| Problem statement |
Copy out every line of the listing in which "true" appears.

| Source material |
impl KeystrokePlaybackEngine {
    /// Creates a new engine.
    pub fn new(
        context: AudioContextManager,
        packs: Arc<RwLock<SoundPacks>>,
        selection: ActiveSoundPackSelection,
        resume_timeout: Duration,
        observers: Observers,
    ) -> KeystrokePlaybackEngine {
        KeystrokePlaybackEngine {
            inner: Arc::new(Inner {
                context,
                packs,
                selection,
                resume_timeout,
                observers,
            }),
        }
    }

    /// Plays the sound for a key press at the given volume. Keys without a sound
    /// of their own play a random key from the pack.
    pub fn play(&self, token: &str, volume: f32) -> PlayOutcome {
        self.trigger(Request::Press(token.to_string()), volume, true)
    }

    /// Plays the release sound for a key, if the pack has one. Releases never
    /// fall back to another key.
    pub fn play_release(&self, token: &str, volume: f32) -> PlayOutcome {
        self.trigger(Request::Release(token.to_string()), volume, true)
    }

    /// Plays a whole buffer, such as the message sound, with the same resume
    /// handling as key sounds.
    pub fn play_buffer(&self, audio: &DecodedAudio, volume: f32) -> PlayOutcome {
        self.trigger(Request::Message(audio.clone()), volume, true)
    }

    fn trigger(&self, request: Request, volume: f32, allow_retry: bool) -> PlayOutcome {
        let volume = if volume.is_nan() {
            0.0
        } else {
            volume.clamp(0.0, 1.0)
        };

        if self.inner.context.state() == ContextState::Closed {
            return PlayOutcome::Skipped("audio output closed");
        }
        let selected = match &request {
            Request::Message(_) => None,
            _ => match self.inner.selection.get() {
                Some(id) => Some(id),
                None => return PlayOutcome::Skipped("no sound pack selected"),
            },
        };

        let Some(handle) = self.inner.context.ensure_running() else {
            return PlayOutcome::Skipped("audio output unavailable");
        };
        if let Some(signal) = handle.resume_signal() {
            if !allow_retry {
                return PlayOutcome::Skipped("audio output still suspended");
            }
            let engine = self.clone();
            let signal = signal.clone();
            let timeout = self.inner.resume_timeout;
            thread::spawn(move || match signal.wait_timeout(timeout) {
                Some(true) => {
                    let outcome = engine.trigger(request, volume, false);
                    debug!(outcome = ?outcome, "Retried playback after resume");
                }
                Some(false) => debug!("Audio output failed to resume, dropping playback"),
                None => debug!(
                    timeout = ?timeout,
                    "Audio output did not resume in time, dropping playback"
                ),
            });
            return PlayOutcome::RetryScheduled;
        }

        match (request, selected) {
            (Request::Message(audio), _) => {
                let window = PlaybackWindow::whole(audio.duration_secs());
                if self
                    .inner
                    .context
                    .start_playback(&audio, window, volume)
                    .is_none()
                {
                    return PlayOutcome::Skipped("audio output not running");
                }
                self.inner
                    .observers
                    .emit(AudioEvent::MessageSoundPlayed { gain: volume });
                PlayOutcome::Played {
                    key_id: "message".to_string(),
                    fallback: false,
                }
            }
            (Request::Press(token), Some(id)) => self.play_press(&id, &token, volume),
            (Request::Release(token), Some(id)) => self.play_release_slice(&id, &token, volume),
            (_, None) => PlayOutcome::Skipped("no sound pack selected"),
        }
    }

    /// Gets the decoded buffer for the pack, decoding it again if it was evicted.
    fn asset(&self, id: &str) -> Option<DecodedAudioAsset> {
        if let Some(asset) = self.inner.packs.read().cache().get(id) {
            return Some(asset);
        }
        match self.inner.packs.write().cache_mut().ensure_decoded(id) {
            Ok(asset) => Some(asset),
            Err(e) => {
                warn!(id, err = %e, "Unable to decode sound pack audio");
                None
            }
        }
    }

    fn play_press(&self, id: &str, token: &str, volume: f32) -> PlayOutcome {
        let Some(asset) = self.asset(id) else {
            return PlayOutcome::Skipped("sound pack audio unavailable");
        };

        let (key_id, slice, fallback) = {
            let packs = self.inner.packs.read();
            let Some(config) = packs.config(id) else {
                return PlayOutcome::Skipped("sound pack not registered");
            };

            match keymap::translate(token, config.includes_numpad())
                .and_then(|key_id| config.slice(key_id).map(|slice| (key_id, slice)))
            {
                Some((key_id, slice)) => (key_id.to_string(), slice, false),
                None => {
                    let keys = config.press_keys();
                    let Some(key_id) = keys.choose(&mut rand::thread_rng()) else {
                        return PlayOutcome::Skipped("sound pack has no key sounds");
                    };
                    let Some(slice) = config.slice(key_id) else {
                        return PlayOutcome::Skipped("sound pack has no key sounds");
                    };
                    debug!(token, key_id, "No sound for key, using a random one");
                    (key_id.to_string(), slice, true)
                }
            }
        };

        let window =
            PlaybackWindow::for_slice(slice.start_ms(), slice.duration_ms(), asset.duration_secs());
        if self
            .inner
            .context
            .start_playback(asset.audio(), window, volume)
            .is_none()
        {
            return PlayOutcome::Skipped("audio output not running");
        }

        debug!(
            token,
            key_id,
            fallback,
            start = window.start_secs(),
            duration = window.duration_secs(),
            "Key sound played"
        );
        self.inner.observers.emit(AudioEvent::KeySoundPlayed {
            key_id: key_id.clone(),
            fallback,
            window,
            gain: volume,
        });
        PlayOutcome::Played { key_id, fallback }
    }

    fn play_release_slice(&self, id: &str, token: &str, volume: f32) -> PlayOutcome {
        let (key_id, slice) = {
            let packs = self.inner.packs.read();
            let Some(config) = packs.config(id) else {
                return PlayOutcome::Skipped("sound pack not registered");
            };
            let Some(key_id) = keymap::translate(token, config.includes_numpad()) else {
                return PlayOutcome::Skipped("key has no release sound");
            };
            let Some(slice) = config.release_slice(key_id) else {
                return PlayOutcome::Skipped("key has no release sound");
            };
            (key_id.to_string(), slice)
        };
        let Some(asset) = self.asset(id) else {
            return PlayOutcome::Skipped("sound pack audio unavailable");
        };

        let window =
            PlaybackWindow::for_slice(slice.start_ms(), slice.duration_ms(), asset.duration_secs());
        if self
            .inner
            .context
            .start_playback(asset.audio(), window, volume)
            .is_none()
        {
            return PlayOutcome::Skipped("audio output not running");
        }

        debug!(token, key_id, "Key release sound played");
        self.inner.observers.emit(AudioEvent::ReleaseSoundPlayed {
            key_id: key_id.clone(),
            window,
            gain: volume,
        });
        PlayOutcome::Played {
            key_id,
            fallback: false,
        }
    }
}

| Response to this exercise |
        self.trigger(Request::Press(token.to_string()), volume, true)
        self.trigger(Request::Release(token.to_string()), volume, true)
        self.trigger(Request::Message(audio.clone()), volume, true)
                Some(true) => {
                    (key_id.to_string(), slice, true)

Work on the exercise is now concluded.